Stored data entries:
--*--

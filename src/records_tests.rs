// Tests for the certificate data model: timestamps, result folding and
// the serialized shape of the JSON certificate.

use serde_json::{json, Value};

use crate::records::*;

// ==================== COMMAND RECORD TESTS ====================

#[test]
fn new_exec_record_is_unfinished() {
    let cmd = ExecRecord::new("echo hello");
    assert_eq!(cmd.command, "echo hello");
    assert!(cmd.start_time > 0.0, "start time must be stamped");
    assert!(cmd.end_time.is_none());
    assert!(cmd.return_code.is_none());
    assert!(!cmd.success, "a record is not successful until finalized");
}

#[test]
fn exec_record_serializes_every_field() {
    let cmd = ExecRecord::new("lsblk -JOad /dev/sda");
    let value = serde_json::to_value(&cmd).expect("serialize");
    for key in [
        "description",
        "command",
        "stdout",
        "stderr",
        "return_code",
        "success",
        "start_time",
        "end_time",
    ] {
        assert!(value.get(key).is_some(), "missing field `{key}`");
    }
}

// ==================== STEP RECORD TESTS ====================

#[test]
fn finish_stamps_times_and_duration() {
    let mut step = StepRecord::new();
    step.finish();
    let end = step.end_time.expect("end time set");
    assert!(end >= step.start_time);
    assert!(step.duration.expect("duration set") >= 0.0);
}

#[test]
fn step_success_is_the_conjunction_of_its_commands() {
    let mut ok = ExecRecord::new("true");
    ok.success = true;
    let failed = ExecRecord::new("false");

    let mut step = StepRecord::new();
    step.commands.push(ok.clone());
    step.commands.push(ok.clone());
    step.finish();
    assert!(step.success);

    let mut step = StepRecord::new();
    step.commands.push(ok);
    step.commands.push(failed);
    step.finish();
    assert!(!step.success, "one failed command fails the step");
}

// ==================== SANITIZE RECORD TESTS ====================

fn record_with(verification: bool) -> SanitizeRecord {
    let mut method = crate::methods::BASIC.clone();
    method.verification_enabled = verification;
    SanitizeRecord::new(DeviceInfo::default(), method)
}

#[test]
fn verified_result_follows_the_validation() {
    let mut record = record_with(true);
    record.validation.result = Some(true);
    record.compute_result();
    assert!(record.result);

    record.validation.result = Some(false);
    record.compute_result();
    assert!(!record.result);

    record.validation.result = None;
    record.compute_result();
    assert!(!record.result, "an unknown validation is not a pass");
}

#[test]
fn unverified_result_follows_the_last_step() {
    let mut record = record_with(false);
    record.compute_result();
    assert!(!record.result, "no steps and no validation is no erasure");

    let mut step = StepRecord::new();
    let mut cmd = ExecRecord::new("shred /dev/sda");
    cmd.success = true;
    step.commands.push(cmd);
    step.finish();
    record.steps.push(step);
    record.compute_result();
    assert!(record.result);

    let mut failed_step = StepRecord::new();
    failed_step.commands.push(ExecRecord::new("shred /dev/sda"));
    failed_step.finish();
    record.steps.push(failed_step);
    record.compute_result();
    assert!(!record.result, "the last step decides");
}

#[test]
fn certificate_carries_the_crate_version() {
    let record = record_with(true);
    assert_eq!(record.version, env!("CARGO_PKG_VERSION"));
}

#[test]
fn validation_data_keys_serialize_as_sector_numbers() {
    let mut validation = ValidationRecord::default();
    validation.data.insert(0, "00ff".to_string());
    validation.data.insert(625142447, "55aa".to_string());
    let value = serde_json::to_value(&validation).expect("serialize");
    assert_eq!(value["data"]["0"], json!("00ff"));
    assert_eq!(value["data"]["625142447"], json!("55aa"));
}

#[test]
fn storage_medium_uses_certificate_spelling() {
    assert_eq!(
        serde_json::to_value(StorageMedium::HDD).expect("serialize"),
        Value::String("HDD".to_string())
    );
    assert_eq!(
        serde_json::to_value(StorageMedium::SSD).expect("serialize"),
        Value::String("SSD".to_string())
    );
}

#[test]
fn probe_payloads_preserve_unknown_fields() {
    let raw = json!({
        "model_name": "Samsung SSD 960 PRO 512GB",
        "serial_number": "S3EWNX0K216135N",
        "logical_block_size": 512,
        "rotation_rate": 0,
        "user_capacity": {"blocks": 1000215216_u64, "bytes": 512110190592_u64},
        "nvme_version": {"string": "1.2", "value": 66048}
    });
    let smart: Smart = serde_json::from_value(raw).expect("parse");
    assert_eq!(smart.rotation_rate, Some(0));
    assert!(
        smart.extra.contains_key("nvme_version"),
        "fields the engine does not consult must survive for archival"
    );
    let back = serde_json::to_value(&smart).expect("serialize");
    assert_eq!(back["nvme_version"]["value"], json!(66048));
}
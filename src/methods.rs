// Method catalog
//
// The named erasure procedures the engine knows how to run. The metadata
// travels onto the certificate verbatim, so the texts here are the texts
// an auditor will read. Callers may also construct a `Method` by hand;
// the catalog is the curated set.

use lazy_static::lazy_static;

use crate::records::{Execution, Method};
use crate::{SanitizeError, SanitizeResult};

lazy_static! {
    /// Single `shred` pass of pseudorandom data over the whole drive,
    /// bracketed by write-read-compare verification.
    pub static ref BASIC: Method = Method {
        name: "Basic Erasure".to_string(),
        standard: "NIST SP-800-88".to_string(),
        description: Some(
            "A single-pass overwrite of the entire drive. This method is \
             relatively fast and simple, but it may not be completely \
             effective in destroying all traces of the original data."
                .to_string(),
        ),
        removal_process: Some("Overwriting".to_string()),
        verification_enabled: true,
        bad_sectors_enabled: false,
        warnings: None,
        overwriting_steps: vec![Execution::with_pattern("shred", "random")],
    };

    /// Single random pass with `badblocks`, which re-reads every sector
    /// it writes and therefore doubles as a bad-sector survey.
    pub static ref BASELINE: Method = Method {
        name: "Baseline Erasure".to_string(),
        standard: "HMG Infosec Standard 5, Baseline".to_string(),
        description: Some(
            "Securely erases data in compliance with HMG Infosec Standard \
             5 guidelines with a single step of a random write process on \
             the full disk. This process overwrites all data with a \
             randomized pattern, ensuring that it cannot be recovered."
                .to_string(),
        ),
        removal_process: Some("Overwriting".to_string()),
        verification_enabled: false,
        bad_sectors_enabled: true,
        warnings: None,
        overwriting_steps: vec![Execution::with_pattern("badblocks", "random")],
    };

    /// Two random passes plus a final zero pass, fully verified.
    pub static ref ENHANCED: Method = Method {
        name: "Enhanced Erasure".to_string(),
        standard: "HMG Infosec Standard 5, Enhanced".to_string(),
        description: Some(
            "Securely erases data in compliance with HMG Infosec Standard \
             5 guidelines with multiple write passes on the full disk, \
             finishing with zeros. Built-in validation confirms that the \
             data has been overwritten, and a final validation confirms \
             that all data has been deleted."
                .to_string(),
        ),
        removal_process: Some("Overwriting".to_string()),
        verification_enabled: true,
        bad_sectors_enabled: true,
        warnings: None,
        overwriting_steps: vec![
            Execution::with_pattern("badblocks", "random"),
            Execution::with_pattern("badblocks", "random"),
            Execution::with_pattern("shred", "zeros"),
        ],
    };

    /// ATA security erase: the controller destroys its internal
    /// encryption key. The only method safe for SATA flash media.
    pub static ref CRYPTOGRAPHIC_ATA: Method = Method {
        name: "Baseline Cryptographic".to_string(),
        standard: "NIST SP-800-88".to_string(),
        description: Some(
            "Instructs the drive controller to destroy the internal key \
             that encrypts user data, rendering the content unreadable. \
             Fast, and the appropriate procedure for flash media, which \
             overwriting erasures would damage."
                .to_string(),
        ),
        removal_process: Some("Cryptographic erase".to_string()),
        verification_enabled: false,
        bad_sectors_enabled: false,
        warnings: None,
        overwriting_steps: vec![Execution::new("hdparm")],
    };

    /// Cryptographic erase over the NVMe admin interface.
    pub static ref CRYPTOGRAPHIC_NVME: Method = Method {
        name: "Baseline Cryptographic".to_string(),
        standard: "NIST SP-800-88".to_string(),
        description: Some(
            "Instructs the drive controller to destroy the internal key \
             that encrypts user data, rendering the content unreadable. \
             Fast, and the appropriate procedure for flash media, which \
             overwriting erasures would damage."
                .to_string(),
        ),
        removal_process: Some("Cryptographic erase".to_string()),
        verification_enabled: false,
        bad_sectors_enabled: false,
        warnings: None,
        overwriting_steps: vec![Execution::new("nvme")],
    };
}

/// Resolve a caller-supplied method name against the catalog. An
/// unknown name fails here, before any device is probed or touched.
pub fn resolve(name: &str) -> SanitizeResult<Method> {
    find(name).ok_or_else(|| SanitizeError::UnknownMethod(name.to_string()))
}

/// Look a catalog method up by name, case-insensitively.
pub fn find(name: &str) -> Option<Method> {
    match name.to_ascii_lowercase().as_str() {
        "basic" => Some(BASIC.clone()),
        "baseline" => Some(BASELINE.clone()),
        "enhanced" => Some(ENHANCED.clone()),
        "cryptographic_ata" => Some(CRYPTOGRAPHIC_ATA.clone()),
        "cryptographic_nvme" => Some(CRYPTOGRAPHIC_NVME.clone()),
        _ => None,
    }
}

--*--

Using the data above, report how many lines include the string "disk" and add nothing to the number.

## Response area
2